Computational chemistry experiments performed directly on a blockchain virtual computer

in #blockchain5 years ago (edited)

Computational chemistry experiments performed directly on a blockchain virtual computer

Magnus W. D. Hanson-Heine  *a  and  Alexander P. Ashmoreb  

a School of Chemistry, University of Nottingham, University Park, Nottingham NG7 2RD, UK
E-mail: [email protected]

b School of Computing and Communications, The Open University, Walton Hall, Kents Hill, Milton Keynes MK7 6AA, UK

Abstract

Blockchain technology has had a substantial impact across multiple disciplines, creating new methods for storing and processing data with improved transparency, immutability, and reproducibility. These developments come at a time when the reproducibility of many scientific findings has been called into question, including computational studies. Here we present a computational chemistry simulation run directly on a blockchain virtual machine, using a harmonic potential to model the vibration of carbon monoxide. The results demonstrate for the first time that computational science calculations are feasible entirely within a blockchain environment and that they can be used to increase transparency and accessibility across the computational sciences.

Graphical abstract: Computational chemistry experiments performed directly on a blockchain virtual computer


Distributed ledger technology has become an area of significant interest since the release of the first blockchain based crypto-currency, Bitcoin, in 2008.1 Since then blockchains have been used to increase transparency, immutability, and resistance to censorship in many areas outside of finance, including improving the reliability of medical trials,2 increasing energy efficiency,3 and allowing transparent and censorship resistant computation.4 The development of blockchain computation opens up the possibility of running computational science experiments. However, physical simulations have not previously been performed directly on blockchain virtual machines, and the first simulation of this kind is presented here.

Open public blockchains aim to create an electronic ledger with a provably tamperproof record of data that is available for anyone to review or add to in perpetuity without the possibility of censorship by a third party.
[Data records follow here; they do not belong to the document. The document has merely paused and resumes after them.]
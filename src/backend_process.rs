use std::{
    env, fmt,
    process::{Child, Command, ExitStatus, Stdio},
    thread::{self, JoinHandle},
    time::{Duration, Instant},
};

use crate::{
    output_drain::{spawn_output_drain, OutputStream},
    process_control::stop_child_process,
    Error, LaunchPlan, Result,
};

/// Result of asking a tracked backend process to terminate.
#[derive(Debug, Clone, PartialEq, Eq)]
pub enum TerminationOutcome {
    /// A kill signal was sent and the process was reaped.
    Terminated { pid: u32 },
    /// The process had already exited; no signal was sent.
    AlreadyExited { pid: u32, status: ExitStatus },
    /// No process was tracked.
    NotRunning,
    Failed { pid: u32, reason: String },
}

impl TerminationOutcome {
    pub fn signal_sent(&self) -> bool {
        matches!(self, Self::Terminated { .. })
    }
}

impl fmt::Display for TerminationOutcome {
    fn fmt(&self, f: &mut fmt::Formatter<'_>) -> fmt::Result {
        match self {
            Self::Terminated { pid } => write!(f, "backend process {pid} terminated"),
            Self::AlreadyExited { pid, status } => {
                write!(f, "backend process {pid} had already exited ({status})")
            }
            Self::NotRunning => f.write_str("no backend process was running"),
            Self::Failed { pid, reason } => {
                write!(f, "failed to terminate backend process {pid}: {reason}")
            }
        }
    }
}

const DRAIN_FLUSH_GRACE: Duration = Duration::from_millis(500);

/// The spawned backend. Its stdout/stderr pipes are owned by drain threads.
pub struct ProcessHandle {
    child: Child,
    pid: u32,
    exit_status: Option<ExitStatus>,
    drains: Vec<JoinHandle<()>>,
}

impl fmt::Debug for ProcessHandle {
    fn fmt(&self, f: &mut fmt::Formatter<'_>) -> fmt::Result {
        f.debug_struct("ProcessHandle")
            .field("pid", &self.pid)
            .field("exit_status", &self.exit_status)
            .field("drains", &self.drains.len())
            .finish()
    }
}

impl ProcessHandle {
    pub fn spawn(plan: &LaunchPlan) -> Result<Self> {
        if let Some(executable) = plan.executable_to_verify() {
            if !executable.is_file() {
                return Err(Error::ExecutableMissing(executable.to_path_buf()));
            }
        }

        let mut command = Command::new(&plan.cmd);
        command
            .args(&plan.args)
            .current_dir(&plan.cwd)
            .stdin(Stdio::null())
            .stdout(Stdio::piped())
            .stderr(Stdio::piped())
            .env("PYTHONUNBUFFERED", "1")
            .env(
                "PYTHONUTF8",
                env::var("PYTHONUTF8").unwrap_or_else(|_| "1".to_string()),
            )
            .env(
                "PYTHONIOENCODING",
                env::var("PYTHONIOENCODING").unwrap_or_else(|_| "utf-8".to_string()),
            );

        #[cfg(target_os = "windows")]
        {
            use std::os::windows::process::CommandExt;
            command.creation_flags(crate::CREATE_NO_WINDOW);
        }

        let mut child = command.spawn().map_err(|source| Error::Spawn {
            command: plan.debug_command(),
            source,
        })?;
        let pid = child.id();

        let mut drains = Vec::with_capacity(2);
        if let Some(stdout) = child.stdout.take() {
            match spawn_output_drain(stdout, OutputStream::Stdout, pid) {
                Ok(handle) => drains.push(handle),
                Err(error) => tracing::warn!(target: "startup", pid, "failed to start stdout drain: {error}"),
            }
        }
        if let Some(stderr) = child.stderr.take() {
            match spawn_output_drain(stderr, OutputStream::Stderr, pid) {
                Ok(handle) => drains.push(handle),
                Err(error) => tracing::warn!(target: "startup", pid, "failed to start stderr drain: {error}"),
            }
        }

        tracing::info!(
            target: "startup",
            pid,
            mode = %plan.mode,
            cwd = %plan.cwd.display(),
            command = ?plan.debug_command(),
            "backend process spawned"
        );

        Ok(Self {
            child,
            pid,
            exit_status: None,
            drains,
        })
    }

    pub fn pid(&self) -> u32 {
        self.pid
    }

    pub fn is_running(&self) -> bool {
        self.exit_status.is_none()
    }

    /// Non-blocking reap; records the exit status once the process is gone.
    pub fn poll_exit(&mut self) -> std::io::Result<Option<ExitStatus>> {
        if let Some(status) = self.exit_status {
            return Ok(Some(status));
        }
        let status = self.child.try_wait()?;
        if status.is_some() {
            self.exit_status = status;
        }
        Ok(status)
    }

    /// Signals the process only when no exit status is known yet.
    pub fn terminate(&mut self) -> TerminationOutcome {
        let pid = self.pid;
        match self.poll_exit() {
            Ok(Some(status)) => {
                self.finish_drains(DRAIN_FLUSH_GRACE);
                return TerminationOutcome::AlreadyExited { pid, status };
            }
            Ok(None) => {}
            Err(error) => {
                tracing::warn!(target: "shutdown", pid, "failed to poll backend status before termination: {error}");
            }
        }

        match stop_child_process(&mut self.child) {
            Ok(status) => {
                self.exit_status = Some(status);
                self.finish_drains(DRAIN_FLUSH_GRACE);
                TerminationOutcome::Terminated { pid }
            }
            Err(reason) => TerminationOutcome::Failed { pid, reason },
        }
    }

    /// Joins the drain threads so the backend's last lines reach the log.
    ///
    /// A grandchild that inherited the pipes can keep them open, so threads
    /// still running after `grace` are detached instead of joined.
    fn finish_drains(&mut self, grace: Duration) {
        let deadline = Instant::now() + grace;
        while self.drains.iter().any(|drain| !drain.is_finished()) && Instant::now() < deadline {
            thread::sleep(Duration::from_millis(10));
        }

        for drain in self.drains.drain(..) {
            if !drain.is_finished() {
                tracing::debug!(target: "shutdown", pid = self.pid, "backend output still open; detaching drain");
                continue;
            }
            if drain.join().is_err() {
                tracing::warn!(target: "shutdown", pid = self.pid, "backend output drain panicked");
            }
        }
    }
}

#[cfg(test)]
mod tests {
    use std::path::PathBuf;

    use super::*;
    use crate::DeploymentMode;

    #[cfg(unix)]
    fn shell_plan(script: &str) -> LaunchPlan {
        LaunchPlan {
            cmd: "/bin/sh".to_string(),
            args: vec!["-c".to_string(), script.to_string()],
            cwd: std::env::temp_dir(),
            mode: DeploymentMode::Development,
        }
    }

    #[test]
    fn spawn_fails_fast_for_missing_executable() {
        let plan = LaunchPlan {
            cmd: PathBuf::from("/definitely/missing/tallyenv/bin/python")
                .to_string_lossy()
                .to_string(),
            args: Vec::new(),
            cwd: std::env::temp_dir(),
            mode: DeploymentMode::Development,
        };
        assert!(matches!(
            ProcessHandle::spawn(&plan),
            Err(Error::ExecutableMissing(path)) if path.ends_with("python")
        ));
    }

    #[test]
    fn spawn_reports_unresolvable_program() {
        let plan = LaunchPlan {
            cmd: "tally-backend-that-does-not-exist".to_string(),
            args: Vec::new(),
            cwd: std::env::temp_dir(),
            mode: DeploymentMode::Packaged,
        };
        match ProcessHandle::spawn(&plan) {
            Err(Error::Spawn { command, .. }) => {
                assert_eq!(command, vec!["tally-backend-that-does-not-exist"]);
            }
            other => panic!("expected spawn error, got {other:?}"),
        }
    }

    #[cfg(unix)]
    #[test]
    fn terminate_is_signal_then_noop_on_exited_process() {
        let mut handle = ProcessHandle::spawn(&shell_plan("sleep 30")).unwrap();
        assert!(handle.is_running());

        let first = handle.terminate();
        assert_eq!(first, TerminationOutcome::Terminated { pid: handle.pid() });
        assert!(!handle.is_running());

        let second = handle.terminate();
        assert!(matches!(second, TerminationOutcome::AlreadyExited { .. }));
        assert!(!second.signal_sent());
    }

    #[cfg(unix)]
    #[test]
    fn self_exited_process_is_not_signalled() {
        let mut handle = ProcessHandle::spawn(&shell_plan("echo started; exit 3")).unwrap();
        let mut status = None;
        for _ in 0..200 {
            status = handle.poll_exit().unwrap();
            if status.is_some() {
                break;
            }
            thread::sleep(Duration::from_millis(25));
        }
        assert_eq!(status.and_then(|status| status.code()), Some(3));
        assert!(matches!(
            handle.terminate(),
            TerminationOutcome::AlreadyExited { status, .. } if status.code() == Some(3)
        ));
    }

    #[cfg(unix)]
    #[test]
    fn termination_joins_finished_output_drains() {
        let mut handle =
            ProcessHandle::spawn(&shell_plan("echo last words; exec sleep 30")).unwrap();
        assert_eq!(handle.drains.len(), 2);

        assert!(handle.terminate().signal_sent());
        assert!(handle.drains.is_empty());
    }
}
#![cfg_attr(not(debug_assertions), windows_subsystem = "windows")]

fn main() {
    tally_expert_desktop::app_runtime::run();
}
This is carried out principally using a cryptographic hashing function that maps variable length input data to a fixed-length output called a hash. Any change to the input results in an unpredictable change to the hash, and blocks of newly appended data are required to contain a hash of the previous block so that revisions will invalidate the hash of the subsequent block and allow changes to be identified and removed automatically using a process known as “proof-of-work”.1 The details of how proof-of-work operates to maintain these properties have been discussed elsewhere.1,4

Several studies now indicate that a significant amount of the scientific literature cannot be replicated across a wide range of disciplines. In 2015 Aarts et al. examined reproducibility in the psychological scientific literature and found just over a third of the reproduced studies yielded statistically significant results compared to 97% of the original publications, with replication rates of roughly half in cognitive psychology and roughly a quarter in social psychology.5 A 2016 study of the economics literature by Camerer et al. found that ca. 39% of the sampled studies could not be replicated,6 and a 2018 study found that ca. 38% of social and behavioural science papers could not be replicated even when sampled exclusively from the journals Nature and Science.7 A 2008 meta-analysis by Fanelli also indicated that roughly 2% of the scientists surveyed had admitted to fabricating, falsifying or modifying data or results at least once, with roughly a third admitting to “other questionable research practices”,8 further emphasising the importance of replication.

Although reproducibility rates are expected to be higher in the computational sciences where simulations made up of a finite set of operations carried out on a deterministic computer allow for bit-for-bit replication, several publications have indicated that replication difficulties persist in fields as diverse as computational chemistry,9 harmonic analysis,10 and neuroscience.11,12 Computational replication is often hindered by a lack of access to the original output data, input files, software, hardware, and workflow, which can be difficult to maintain over extended periods of time.13 Reliably storing and accessing data can also be complicated by scientific censorship.14 Many rejections in peer-reviewed journals are due to quality control. However, there is evidence that some journal editors and referees can be hostile to work that challenges their current beliefs,15–22 which can delay or even prevent researchers from gaining access to peer-reviewed archiving services. In extreme cases, governments have also been known to remove or restrict access to the data provided by peer-reviewed journals.23–25

In 2015 the Ethereum network became the first instance of a blockchain acting as a virtual computer capable of performing general computation.4 Blockchain based computational science experiments can in principle solve many of the problems discussed for physical simulations by providing an effectively unchangeable record of the computational environment, including the exact piece of software used, a complete record of the associated computational steps, and open access for review and replication. However, computational science experiments using blockchains have not previously been performed. Software has not yet been developed to facilitate this kind of calculation, blockchains are not currently optimized for running these types of calculation, and the computational power of blockchains is still very limited compared to that of most conventional computers.

In order to prove that physical simulations can be performed using a blockchain, an atomistic molecular dynamics simulation was performed for the carbon monoxide molecule over a 40 fs time scale with a harmonic potential used to model the carbon–oxygen molecular bond. Software compatible with the Ethereum blockchain was written in the Solidity programming language in order to run a diatomic molecular dynamics trajectory with a variation of the velocity Verlet algorithm used to integrate Newton's equations of motion in atomic units.26 The simulation was executed for 400 time steps of 0.1 fs with an initial bond length of 120 pm. The model used an equilibrium bond length parameter of 112.8 pm and a force constant of 1855 N m−1, together with the masses of 12C and 16O assigned to the atoms, in order to model carbon monoxide. An equivalent simulation was written using the C# programming language, and executed on a local machine for comparison.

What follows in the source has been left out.